U.S. Marshals and Food and Drug Administration agents seized truckloads of flavored vaping products from a major Illinois distributor on Wednesday in one of several coordinated federal raids across the country, escalating the crackdown on unauthorized e-cigarette sales.
Federal officials said the target of the operation was Midwest Goods Inc., a wholesale distributor based in Bensenville that supplies vape shops and smoke retailers nationwide. Attorney General Pam Bondi told reporters outside the facility that flavored disposable vapes and nicotine liquids seized in the raid were being marketed to youth, often with “candy-like names and patriotic packaging.”
“It’s clear many of these products are being illegally brought into America,” Bondi said. “They’re targeting children, young adults, college students, and even members of our military.”
Health and Human Services Secretary Robert F. Kennedy, Jr., who joined Bondi at the site, said the raid followed undercover purchases in several states. He estimated that 50 truckloads of product were seized at Midwest Goods, with roughly 90% originating from China. “They’re making products there they believe are so dangerous they can’t sell to their own citizens, and they’re dumping them here,” Kennedy said.
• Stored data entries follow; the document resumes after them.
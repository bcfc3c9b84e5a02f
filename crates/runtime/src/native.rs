//! Structures in the shape the coordination client produces and consumes.

use std::ffi::CString;
use std::os::fd::RawFd;
use std::time::Duration;

use zk_protocol::Interest;

/// Node metadata as reported by the client: raw ids and millisecond timestamps.
#[derive(Debug, Clone, Copy, Default, PartialEq, Eq)]
pub struct RawStat {
	pub czxid: i64,
	pub mzxid: i64,
	pub ctime: i64,
	pub mtime: i64,
	pub version: i32,
	pub cversion: i32,
	pub aversion: i32,
	pub ephemeral_owner: i64,
	pub data_length: i32,
	pub num_children: i32,
	pub pzxid: i64,
}

/// One ACL entry with natively owned, NUL-terminated strings.
#[derive(Debug, Clone, PartialEq, Eq)]
pub struct RawAcl {
	pub perms: i32,
	pub scheme: CString,
	pub id: CString,
}

/// Owned ACL vector, as passed to or returned by the client.
///
/// Whoever holds the vector releases it (with all of its strings) on drop.
#[derive(Debug, Clone, Default, PartialEq, Eq)]
pub struct AclVector {
	data: Vec<RawAcl>,
}

impl AclVector {
	pub fn with_capacity(count: usize) -> Self {
		Self {
			data: Vec::with_capacity(count),
		}
	}

	pub fn push(&mut self, acl: RawAcl) {
		self.data.push(acl);
	}

	pub fn len(&self) -> usize {
		self.data.len()
	}

	pub fn is_empty(&self) -> bool {
		self.data.is_empty()
	}

	pub fn iter(&self) -> std::slice::Iter<'_, RawAcl> {
		self.data.iter()
	}
}

impl FromIterator<RawAcl> for AclVector {
	fn from_iter<I: IntoIterator<Item = RawAcl>>(iter: I) -> Self {
		Self {
			data: iter.into_iter().collect(),
		}
	}
}

/// What the client is waiting on: descriptor, conditions, and time budget.
#[derive(Debug, Clone, Copy, PartialEq, Eq)]
pub struct InterestQuery {
	/// `None` while no socket exists yet (e.g. host resolution in progress).
	pub fd: Option<RawFd>,
	pub interest: Interest,
	pub timeout: Duration,
}
use std::ffi::CString;

use zk_protocol::Acl;

use crate::error::Result;
use crate::native::{AclVector, RawAcl};

/// Builds a natively owned ACL vector from host entries.
///
/// Fails when a scheme or id contains an interior NUL byte.
pub fn encode(list: &[Acl]) -> Result<AclVector> {
	let mut vector = AclVector::with_capacity(list.len());
	for acl in list {
		vector.push(RawAcl {
			perms: acl.perms,
			scheme: CString::new(acl.scheme.as_str())?,
			id: CString::new(acl.id.as_str())?,
		});
	}
	Ok(vector)
}

pub fn decode(vector: &AclVector) -> Vec<Acl> {
	vector
		.iter()
		.map(|raw| Acl::new(raw.scheme.to_string_lossy(), raw.id.to_string_lossy(), raw.perms))
		.collect()
}

#[cfg(test)]
mod tests {
	use zk_protocol::perms;

	use super::*;
	use crate::error::Error;

	#[test]
	fn round_trips_entries_in_order() {
		let list = vec![
			Acl::open_unsafe(),
			Acl::new("digest", "user:hash=", perms::READ | perms::WRITE),
			Acl::new("ip", "10.0.0.0/8", perms::ADMIN),
		];
		let vector = encode(&list).unwrap();
		assert_eq!(vector.len(), 3);
		assert_eq!(decode(&vector), list);
	}

	#[test]
	fn empty_list_is_empty_vector() {
		let vector = encode(&[]).unwrap();
		assert!(vector.is_empty());
		assert!(decode(&vector).is_empty());
	}

	#[test]
	fn interior_nul_is_rejected() {
		let err = encode(&[Acl::new("wor\0ld", "anyone", perms::ALL)]).unwrap_err();
		assert!(matches!(err, Error::AclNul(_)));
	}
}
Bondi and Kennedy said the joint operation was led by the FDA and the Bureau of Alcohol, Tobacco, Firearms, and Explosives (ATF). The U.S. Marshals Service was also involved in the raids that occurred in Arizona, Florida, Georgia, Illinois, New Jersey, and North Carolina.
Agents arrived at the Bensenville warehouse around 8 a.m. and later displayed seized products outside the building, including flavored e-liquids such as “Watermelon Ice.” Bondi said labels using the U.S. flag were deceptive: “Don’t let the American flag fool you. It’s Chinese.”
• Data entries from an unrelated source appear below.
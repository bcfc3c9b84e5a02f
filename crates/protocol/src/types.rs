//! Session states, watch event types, interest flags, and permission bits.

use std::fmt;
use std::ops::BitOr;

use serde::{Deserialize, Serialize};

/// Size of the session password negotiated with the server.
pub const PASSWORD_LEN: usize = 16;

/// Default session timeout used when the caller asks for `0` or nothing.
pub const DEFAULT_SESSION_TIMEOUT_MS: i32 = 20_000;

/// Permission bits carried by an ACL entry.
pub mod perms {
	pub const READ: i32 = 1 << 0;
	pub const WRITE: i32 = 1 << 1;
	pub const CREATE: i32 = 1 << 2;
	pub const DELETE: i32 = 1 << 3;
	pub const ADMIN: i32 = 1 << 4;
	pub const ALL: i32 = READ | WRITE | CREATE | DELETE | ADMIN;
}

/// Flags accepted by `create`.
pub mod create_flags {
	pub const PERSISTENT: u32 = 0;
	pub const EPHEMERAL: u32 = 1;
	pub const SEQUENCE: u32 = 2;
}

/// Connection state of a session.
///
/// `Init` and `Closed` both report code `0`, which is what a session without a
/// live connection handle exposes.
#[derive(Debug, Clone, Copy, Default, PartialEq, Eq, Hash, Serialize, Deserialize)]
#[serde(rename_all = "snake_case")]
pub enum SessionState {
	#[default]
	Init,
	Connecting,
	Associating,
	Connected,
	Expired,
	AuthFailed,
	Closed,
}

impl SessionState {
	pub fn code(self) -> i32 {
		match self {
			SessionState::Init | SessionState::Closed => 0,
			SessionState::Connecting => 1,
			SessionState::Associating => 2,
			SessionState::Connected => 3,
			SessionState::Expired => -112,
			SessionState::AuthFailed => -113,
		}
	}

	/// Maps a raw state code; unknown codes yield `None`.
	pub fn from_code(code: i32) -> Option<Self> {
		match code {
			0 => Some(SessionState::Init),
			1 => Some(SessionState::Connecting),
			2 => Some(SessionState::Associating),
			3 => Some(SessionState::Connected),
			-112 => Some(SessionState::Expired),
			-113 => Some(SessionState::AuthFailed),
			_ => None,
		}
	}

	/// States after which the session cannot be used again without re-initialization.
	pub fn is_terminal(self) -> bool {
		matches!(self, SessionState::Expired | SessionState::AuthFailed | SessionState::Closed)
	}
}

impl fmt::Display for SessionState {
	fn fmt(&self, f: &mut fmt::Formatter<'_>) -> fmt::Result {
		let name = match self {
			SessionState::Init => "init",
			SessionState::Connecting => "connecting",
			SessionState::Associating => "associating",
			SessionState::Connected => "connected",
			SessionState::Expired => "expired",
			SessionState::AuthFailed => "auth_failed",
			SessionState::Closed => "closed",
		};
		f.write_str(name)
	}
}

/// Type of a watch notification.
#[derive(Debug, Clone, Copy, PartialEq, Eq, Hash, Serialize, Deserialize)]
#[serde(rename_all = "snake_case")]
pub enum EventType {
	Created,
	Deleted,
	Changed,
	Child,
	Session,
	NotWatching,
}

impl EventType {
	pub fn code(self) -> i32 {
		match self {
			EventType::Created => 1,
			EventType::Deleted => 2,
			EventType::Changed => 3,
			EventType::Child => 4,
			EventType::Session => -1,
			EventType::NotWatching => -2,
		}
	}

	pub fn from_code(code: i32) -> Option<Self> {
		match code {
			1 => Some(EventType::Created),
			2 => Some(EventType::Deleted),
			3 => Some(EventType::Changed),
			4 => Some(EventType::Child),
			-1 => Some(EventType::Session),
			-2 => Some(EventType::NotWatching),
			_ => None,
		}
	}
}

/// I/O conditions the client needs before it can make progress.
#[derive(Debug, Clone, Copy, Default, PartialEq, Eq, Hash, Serialize, Deserialize)]
pub struct Interest(u8);

impl Interest {
	pub const NONE: Interest = Interest(0);
	pub const WRITE: Interest = Interest(1 << 0);
	pub const READ: Interest = Interest(1 << 1);
	pub const BOTH: Interest = Interest((1 << 0) | (1 << 1));

	pub fn from_flags(readable: bool, writable: bool) -> Self {
		let mut mask = Interest::NONE;
		if readable {
			mask = mask | Interest::READ;
		}
		if writable {
			mask = mask | Interest::WRITE;
		}
		mask
	}

	pub fn bits(self) -> u8 {
		self.0
	}

	pub fn contains(self, other: Interest) -> bool {
		self.0 & other.0 == other.0
	}

	pub fn readable(self) -> bool {
		self.contains(Interest::READ)
	}

	pub fn writable(self) -> bool {
		self.contains(Interest::WRITE)
	}

	pub fn is_empty(self) -> bool {
		self.0 == 0
	}
}

impl BitOr for Interest {
	type Output = Interest;

	fn bitor(self, rhs: Interest) -> Interest {
		Interest(self.0 | rhs.0)
	}
}

/// Log verbosity handed to the underlying client.
#[derive(Debug, Clone, Copy, Default, PartialEq, Eq, PartialOrd, Ord, Hash, Serialize, Deserialize)]
#[serde(rename_all = "lowercase")]
pub enum DebugLevel {
	Error,
	#[default]
	Warn,
	Info,
	Debug,
}

impl DebugLevel {
	pub fn code(self) -> i32 {
		match self {
			DebugLevel::Error => 1,
			DebugLevel::Warn => 2,
			DebugLevel::Info => 3,
			DebugLevel::Debug => 4,
		}
	}

	pub fn from_code(code: i32) -> Option<Self> {
		match code {
			1 => Some(DebugLevel::Error),
			2 => Some(DebugLevel::Warn),
			3 => Some(DebugLevel::Info),
			4 => Some(DebugLevel::Debug),
			_ => None,
		}
	}
}

/// Session identity: the server-assigned id plus its password.
#[derive(Debug, Clone, Copy, Default, PartialEq, Eq, Hash, Serialize, Deserialize)]
pub struct ClientId {
	pub id: i64,
	pub password: [u8; PASSWORD_LEN],
}

impl ClientId {
	pub fn new(id: i64, password: [u8; PASSWORD_LEN]) -> Self {
		Self { id, password }
	}

	/// True for the all-zero identity used when no prior session is resumed.
	pub fn is_zero(&self) -> bool {
		self.id == 0 && self.password == [0; PASSWORD_LEN]
	}
}

#[cfg(test)]
mod tests {
	use super::*;

	#[test]
	fn interest_flags_compose() {
		let both = Interest::from_flags(true, true);
		assert_eq!(both, Interest::BOTH);
		assert!(both.readable() && both.writable());
		assert!(Interest::from_flags(false, false).is_empty());
		assert!(!Interest::READ.writable());
		assert_eq!(Interest::WRITE.bits(), 1);
		assert_eq!(Interest::READ.bits(), 2);
	}

	#[test]
	fn state_codes_round_trip() {
		for state in [
			SessionState::Connecting,
			SessionState::Associating,
			SessionState::Connected,
			SessionState::Expired,
			SessionState::AuthFailed,
		] {
			assert_eq!(SessionState::from_code(state.code()), Some(state));
		}
		assert_eq!(SessionState::Closed.code(), 0);
		assert_eq!(SessionState::from_code(999), None);
	}

	#[test]
	fn terminal_states() {
		assert!(SessionState::Expired.is_terminal());
		assert!(SessionState::AuthFailed.is_terminal());
		assert!(SessionState::Closed.is_terminal());
		assert!(!SessionState::Connected.is_terminal());
	}

	#[test]
	fn all_permission_covers_each_bit() {
		for bit in [perms::READ, perms::WRITE, perms::CREATE, perms::DELETE, perms::ADMIN] {
			assert_eq!(perms::ALL & bit, bit);
		}
		assert_eq!(perms::ALL, 31);
	}

	#[test]
	fn debug_level_parses_lowercase() {
		let level: DebugLevel = serde_json::from_str("\"info\"").unwrap();
		assert_eq!(level, DebugLevel::Info);
		assert_eq!(DebugLevel::from_code(level.code()), Some(DebugLevel::Info));
	}

	#[test]
	fn zero_identity() {
		assert!(ClientId::default().is_zero());
		assert!(!ClientId::new(1, [0; PASSWORD_LEN]).is_zero());
	}
}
Midwest Goods disputed the government’s framing, calling the raid a “civil seizure action.” The company said most of the seized inventory consisted of nicotine e-liquids from 75 brands, many with premarket tobacco product applications still pending at the FDA. It noted that the agency has historically permitted continued sales while those applications are under review.
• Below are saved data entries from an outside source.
//! Pending completions and watch registrations for one session.
//!
//! Every issued request gets a record keyed by a per-session sequence number.
//! The record is removed when the result arrives, so a callback can fire at
//! most once; [`CallbackRegistry::drain_completions`] on close makes it fire
//! at least once.

use std::collections::{BTreeMap, HashMap, VecDeque};
use std::fmt;

use serde_json::Value;
use tracing::{debug, trace};
use zk_protocol::{Acl, ErrorCode, Stat, Status, WatchedEvent};

use crate::client::Reply;
use crate::codec;
use crate::native::{AclVector, RawStat};
use crate::table::SessionId;

pub type VoidCallback = Box<dyn FnOnce(Status)>;
pub type PathCallback = Box<dyn FnOnce(Status, Option<String>)>;
pub type StatCallback = Box<dyn FnOnce(Status, Option<Stat>)>;
pub type DataCallback = Box<dyn FnOnce(Status, Option<Stat>, Option<Vec<u8>>)>;
pub type ChildrenCallback = Box<dyn FnOnce(Status, Option<Vec<String>>)>;
pub type Children2Callback = Box<dyn FnOnce(Status, Option<Vec<String>>, Option<Stat>)>;
pub type AclCallback = Box<dyn FnOnce(Status, Option<Vec<Acl>>, Option<Stat>)>;
pub type WatchCallback = Box<dyn FnOnce(WatchedEvent, Option<Value>)>;

/// A callback ready to run, with its arguments already marshalled.
pub type Invocation = Box<dyn FnOnce()>;

/// Identifies one issued request.
#[derive(Debug, Clone, Copy, PartialEq, Eq, Hash)]
pub struct RequestToken {
	pub session: SessionId,
	pub seq: u64,
}

/// Identifies one per-call watcher registration.
#[derive(Debug, Clone, Copy, PartialEq, Eq, Hash)]
pub struct WatchToken {
	pub session: SessionId,
	pub seq: u64,
}

#[derive(Debug, Clone, Copy, PartialEq, Eq, Hash)]
pub enum OpKind {
	Create,
	Delete,
	Exists,
	Get,
	Set,
	GetChildren,
	GetChildren2,
	GetAcl,
	SetAcl,
	AddAuth,
	Sync,
}

/// Caller's completion callback, tagged by result shape.
pub enum Completion {
	Void(VoidCallback),
	Path(PathCallback),
	Stat(StatCallback),
	Data(DataCallback),
	Children(ChildrenCallback),
	Children2(Children2Callback),
	Acl(AclCallback),
}

impl fmt::Debug for Completion {
	fn fmt(&self, f: &mut fmt::Formatter<'_>) -> fmt::Result {
		let shape = match self {
			Completion::Void(_) => "Void",
			Completion::Path(_) => "Path",
			Completion::Stat(_) => "Stat",
			Completion::Data(_) => "Data",
			Completion::Children(_) => "Children",
			Completion::Children2(_) => "Children2",
			Completion::Acl(_) => "Acl",
		};
		write!(f, "Completion::{shape}")
	}
}

/// Record for one in-flight request.
#[derive(Debug)]
pub struct PendingCompletion {
	pub kind: OpKind,
	pub callback: Completion,
	/// Request payload owned for the lifetime of the request (the encoded ACL
	/// of `create`/`set_acl`). Released after the callback runs.
	pub aux: Option<AclVector>,
	/// Per-call watcher issued with the request.
	pub watch: Option<WatchToken>,
}

impl PendingCompletion {
	/// Whether the server left a watch behind when the request finished with `rc`.
	///
	/// `exists` watches a missing node for its creation; the other reads only
	/// watch a node they found.
	pub fn installs_watch(&self, rc: ErrorCode) -> bool {
		match self.kind {
			OpKind::Exists => matches!(rc, ErrorCode::Ok | ErrorCode::NoNode),
			OpKind::Get | OpKind::GetChildren | OpKind::GetChildren2 => rc.is_ok(),
			_ => false,
		}
	}

	/// Marshals `reply` for the caller and packages the callback.
	///
	/// `owner` is the receiving session's id, used for `created_in_this_session`.
	pub fn complete(self, rc: ErrorCode, reply: Reply, owner: i64) -> Invocation {
		let status = Status::new(rc);
		let aux = self.aux;
		let decode_stat = |raw: Option<RawStat>| raw.map(|raw| codec::stat::decode(&raw, owner));

		match self.callback {
			Completion::Void(callback) => Box::new(move || {
				callback(status);
				drop(aux);
			}),
			Completion::Path(callback) => {
				let path = match reply {
					Reply::Path(path) => path,
					_ => None,
				};
				Box::new(move || {
					callback(status, path);
					drop(aux);
				})
			}
			Completion::Stat(callback) => {
				let stat = match reply {
					Reply::Stat(raw) if rc.is_ok() => decode_stat(raw),
					_ => None,
				};
				Box::new(move || {
					callback(status, stat);
					drop(aux);
				})
			}
			Completion::Data(callback) => {
				let (stat, data) = match reply {
					Reply::Data { stat: raw, data } => (decode_stat(raw), data),
					_ => (None, None),
				};
				Box::new(move || {
					callback(status, stat, data);
					drop(aux);
				})
			}
			Completion::Children(callback) => {
				let children = match reply {
					Reply::Children(children) => children,
					_ => None,
				};
				Box::new(move || {
					callback(status, children);
					drop(aux);
				})
			}
			Completion::Children2(callback) => {
				let (children, stat) = match reply {
					Reply::Children2 { children, stat: raw } => (children, decode_stat(raw)),
					_ => (None, None),
				};
				Box::new(move || {
					callback(status, children, stat);
					drop(aux);
				})
			}
			Completion::Acl(callback) => {
				let (acl, stat) = match reply {
					Reply::Acl { acl, stat: raw } => (acl.as_ref().map(codec::acl::decode), decode_stat(raw)),
					_ => (None, None),
				};
				Box::new(move || {
					callback(status, acl, stat);
					drop(aux);
				})
			}
		}
	}
}

/// A per-call watcher and its caller-supplied context.
pub struct WatchRegistration {
	pub callback: WatchCallback,
	pub handback: Option<Value>,
}

impl WatchRegistration {
	pub fn fire(self, event: WatchedEvent) -> Invocation {
		let WatchRegistration { callback, handback } = self;
		Box::new(move || callback(event, handback))
	}
}

impl fmt::Debug for WatchRegistration {
	fn fmt(&self, f: &mut fmt::Formatter<'_>) -> fmt::Result {
		f.debug_struct("WatchRegistration").field("handback", &self.handback).finish_non_exhaustive()
	}
}

#[derive(Debug)]
pub struct CallbackRegistry {
	session: SessionId,
	next_seq: u64,
	completions: BTreeMap<u64, PendingCompletion>,
	watches: HashMap<u64, WatchRegistration>,
}

impl CallbackRegistry {
	pub fn new(session: SessionId) -> Self {
		Self {
			session,
			next_seq: 0,
			completions: BTreeMap::new(),
			watches: HashMap::new(),
		}
	}

	fn next(&mut self) -> u64 {
		let seq = self.next_seq;
		self.next_seq += 1;
		seq
	}

	pub fn register(&mut self, kind: OpKind, callback: Completion) -> RequestToken {
		let seq = self.next();
		self.completions.insert(
			seq,
			PendingCompletion {
				kind,
				callback,
				aux: None,
				watch: None,
			},
		);
		trace!(target = "zk.registry", session = %self.session, seq, ?kind, "completion registered");
		RequestToken {
			session: self.session,
			seq,
		}
	}

	/// Hands request-scoped payload to the record for `token`.
	pub fn attach(&mut self, token: RequestToken, aux: AclVector) {
		if let Some(pending) = self.owned_mut(token) {
			pending.aux = Some(aux);
		}
	}

	/// Links a watcher registration to the request that carries it.
	pub fn bind_watch(&mut self, token: RequestToken, watch: WatchToken) {
		if let Some(pending) = self.owned_mut(token) {
			pending.watch = Some(watch);
		}
	}

	pub fn register_watch(&mut self, callback: WatchCallback, handback: Option<Value>) -> WatchToken {
		let seq = self.next();
		self.watches.insert(seq, WatchRegistration { callback, handback });
		trace!(target = "zk.registry", session = %self.session, seq, "watcher registered");
		WatchToken {
			session: self.session,
			seq,
		}
	}

	/// Removes the record for `token`. Returns `None` for unknown or foreign tokens.
	pub fn take(&mut self, token: RequestToken) -> Option<PendingCompletion> {
		if token.session != self.session {
			return None;
		}
		self.completions.remove(&token.seq)
	}

	pub fn take_watch(&mut self, token: WatchToken) -> Option<WatchRegistration> {
		if token.session != self.session {
			return None;
		}
		self.watches.remove(&token.seq)
	}

	fn owned_mut(&mut self, token: RequestToken) -> Option<&mut PendingCompletion> {
		if token.session != self.session {
			return None;
		}
		self.completions.get_mut(&token.seq)
	}

	/// Removes every pending completion, oldest first.
	pub fn drain_completions(&mut self) -> Vec<PendingCompletion> {
		std::mem::take(&mut self.completions).into_values().collect()
	}

	/// Drops every watcher registration; they can no longer fire.
	pub fn clear_watches(&mut self) -> usize {
		let count = self.watches.len();
		self.watches.clear();
		if count > 0 {
			debug!(target = "zk.registry", session = %self.session, count, "dropped watcher registrations");
		}
		count
	}

	pub fn pending_completions(&self) -> usize {
		self.completions.len()
	}

	pub fn pending_watches(&self) -> usize {
		self.watches.len()
	}

	pub fn is_empty(&self) -> bool {
		self.completions.is_empty() && self.watches.is_empty()
	}
}

/// Callbacks that are ready to run once no session is borrowed.
#[derive(Default)]
pub struct Dispatch {
	queue: VecDeque<Invocation>,
}

impl Dispatch {
	pub fn push(&mut self, invocation: Invocation) {
		self.queue.push_back(invocation);
	}

	pub fn append(&mut self, other: &mut Dispatch) {
		self.queue.append(&mut other.queue);
	}

	pub fn len(&self) -> usize {
		self.queue.len()
	}

	pub fn is_empty(&self) -> bool {
		self.queue.is_empty()
	}

	/// Runs every queued callback in order.
	pub fn run(self) {
		for invocation in self.queue {
			invocation();
		}
	}
}

impl fmt::Debug for Dispatch {
	fn fmt(&self, f: &mut fmt::Formatter<'_>) -> fmt::Result {
		f.debug_struct("Dispatch").field("len", &self.queue.len()).finish()
	}
}

#[cfg(test)]
mod tests {
	use std::cell::RefCell;
	use std::rc::Rc;

	use zk_protocol::{EventType, perms};

	use super::*;

	fn registry() -> CallbackRegistry {
		CallbackRegistry::new(SessionId::new(1))
	}

	#[test]
	fn completion_is_taken_exactly_once() {
		let mut registry = registry();
		let seen = Rc::new(RefCell::new(Vec::new()));
		let sink = Rc::clone(&seen);
		let token = registry.register(OpKind::Sync, Completion::Void(Box::new(move |status| sink.borrow_mut().push(status.rc))));

		let pending = registry.take(token).unwrap();
		assert!(registry.take(token).is_none());
		pending.complete(ErrorCode::Ok, Reply::Void, 0)();

		assert_eq!(*seen.borrow(), vec![ErrorCode::Ok]);
		assert!(registry.is_empty());
	}

	#[test]
	fn foreign_tokens_are_ignored() {
		let mut registry = registry();
		let token = registry.register(OpKind::Sync, Completion::Void(Box::new(|_| {})));
		let foreign = RequestToken {
			session: SessionId::new(2),
			seq: token.seq,
		};
		assert!(registry.take(foreign).is_none());
		assert_eq!(registry.pending_completions(), 1);
	}

	#[test]
	fn drain_is_oldest_first() {
		let mut registry = registry();
		registry.register(OpKind::Get, Completion::Void(Box::new(|_| {})));
		registry.register(OpKind::Set, Completion::Void(Box::new(|_| {})));
		registry.register(OpKind::Delete, Completion::Void(Box::new(|_| {})));

		let kinds: Vec<_> = registry.drain_completions().into_iter().map(|pending| pending.kind).collect();
		assert_eq!(kinds, vec![OpKind::Get, OpKind::Set, OpKind::Delete]);
		assert_eq!(registry.pending_completions(), 0);
	}

	#[test]
	fn stat_is_withheld_on_failure() {
		let seen = Rc::new(RefCell::new(None));
		let sink = Rc::clone(&seen);
		let pending = PendingCompletion {
			kind: OpKind::Exists,
			callback: Completion::Stat(Box::new(move |status, stat| *sink.borrow_mut() = Some((status.rc, stat.is_some())))),
			aux: None,
			watch: None,
		};
		pending.complete(ErrorCode::NoNode, Reply::Stat(Some(RawStat::default())), 0)();
		assert_eq!(*seen.borrow(), Some((ErrorCode::NoNode, false)));
	}

	#[test]
	fn acl_reply_is_decoded() {
		let seen = Rc::new(RefCell::new(None));
		let sink = Rc::clone(&seen);
		let pending = PendingCompletion {
			kind: OpKind::GetAcl,
			callback: Completion::Acl(Box::new(move |status, acl, stat| *sink.borrow_mut() = Some((status, acl, stat)))),
			aux: None,
			watch: None,
		};
		let vector = codec::acl::encode(&[Acl::read_unsafe()]).unwrap();
		pending.complete(
			ErrorCode::Ok,
			Reply::Acl {
				acl: Some(vector),
				stat: Some(RawStat::default()),
			},
			0,
		)();

		let (status, acl, stat) = seen.borrow_mut().take().unwrap();
		assert!(status.is_ok());
		assert_eq!(acl.unwrap(), vec![Acl::new("world", "anyone", perms::READ)]);
		assert!(stat.is_some());
	}

	#[test]
	fn mismatched_reply_shape_yields_nulls() {
		let seen = Rc::new(RefCell::new(None));
		let sink = Rc::clone(&seen);
		let pending = PendingCompletion {
			kind: OpKind::Get,
			callback: Completion::Data(Box::new(move |status, stat, data| *sink.borrow_mut() = Some((status.rc, stat, data)))),
			aux: None,
			watch: None,
		};
		pending.complete(ErrorCode::Closing, Reply::Void, 0)();
		assert_eq!(*seen.borrow(), Some((ErrorCode::Closing, None, None)));
	}

	#[test]
	fn watch_installation_follows_result() {
		let mut registry = registry();
		let exists = registry.register(OpKind::Exists, Completion::Stat(Box::new(|_, _| {})));
		let get = registry.register(OpKind::Get, Completion::Data(Box::new(|_, _, _| {})));
		let watch = registry.register_watch(Box::new(|_, _| {}), None);
		registry.bind_watch(get, watch);

		let exists = registry.take(exists).unwrap();
		assert!(exists.installs_watch(ErrorCode::NoNode));
		assert!(!exists.installs_watch(ErrorCode::ConnectionLoss));

		let get = registry.take(get).unwrap();
		assert_eq!(get.watch, Some(watch));
		assert!(get.installs_watch(ErrorCode::Ok));
		assert!(!get.installs_watch(ErrorCode::NoNode));
	}

	#[test]
	fn aux_outlives_callback() {
		let mut registry = registry();
		let token = registry.register(OpKind::SetAcl, Completion::Void(Box::new(|_| {})));
		registry.attach(token, codec::acl::encode(&[Acl::open_unsafe()]).unwrap());
		let pending = registry.take(token).unwrap();
		assert_eq!(pending.aux.as_ref().map(AclVector::len), Some(1));
		pending.complete(ErrorCode::Ok, Reply::Void, 0)();
	}

	#[test]
	fn watch_fires_with_handback() {
		let mut registry = registry();
		let seen = Rc::new(RefCell::new(None));
		let sink = Rc::clone(&seen);
		let token = registry.register_watch(
			Box::new(move |event, handback| *sink.borrow_mut() = Some((event, handback))),
			Some(serde_json::json!({ "tag": 7 })),
		);

		let registration = registry.take_watch(token).unwrap();
		assert!(registry.take_watch(token).is_none());
		registration.fire(WatchedEvent::node(EventType::Changed, "/a"))();

		let (event, handback) = seen.borrow_mut().take().unwrap();
		assert_eq!(event.event_type(), Some(EventType::Changed));
		assert_eq!(handback.unwrap()["tag"], 7);
	}

	#[test]
	fn dispatch_runs_in_order() {
		let order = Rc::new(RefCell::new(Vec::new()));
		let mut dispatch = Dispatch::default();
		for n in 0..3 {
			let order = Rc::clone(&order);
			dispatch.push(Box::new(move || order.borrow_mut().push(n)));
		}
		assert_eq!(dispatch.len(), 3);
		dispatch.run();
		assert_eq!(*order.borrow(), vec![0, 1, 2]);
	}
}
The distributor said it had already removed some items from its catalogue after an FDA inspection in August and offered to halt sales of others, but never received further instructions before Wednesday’s raid.
“We find the FDA’s actions particularly troubling given reports earlier this week that FDA plans to expedite reviews of several tobacco products manufactured by Big Tobacco companies,” Midwest Goods said in a statement. The firm said the seized products include many U.S.-owned brands employing “hundreds if not thousands of workers.”
The Vapor Technology Association criticized the enforcement action. “The FDA needs to reverse course and fix the regulation that has led to the mess that we are in today,” said Tony Abboud, the group’s executive director. He argued the raids undercut small businesses and could cost the government billions in tax revenue.
Midwest Goods said it is cooperating with authorities but signaled it may challenge the action in court. The company already faces two federal lawsuits in New York alleging persistent illegal sales of flavored vaping products into that state.
The news follows an FDA announcement that it had the largest-ever federal seizure of unauthorized e-cigarettes, confiscating 4.7 million units with an estimated retail value of $86.5 million in a joint enforcement operation at the Port of Chicago.
The raid highlights the widening gulf between federal enforcement priorities and the independent U.S. vaping industry, which has complained of uneven treatment compared with multinational tobacco companies. For the market, the seizure signals both immediate supply chain disruption and longer-term uncertainty over how aggressively regulators intend to target distributors of flavored and unauthorized products.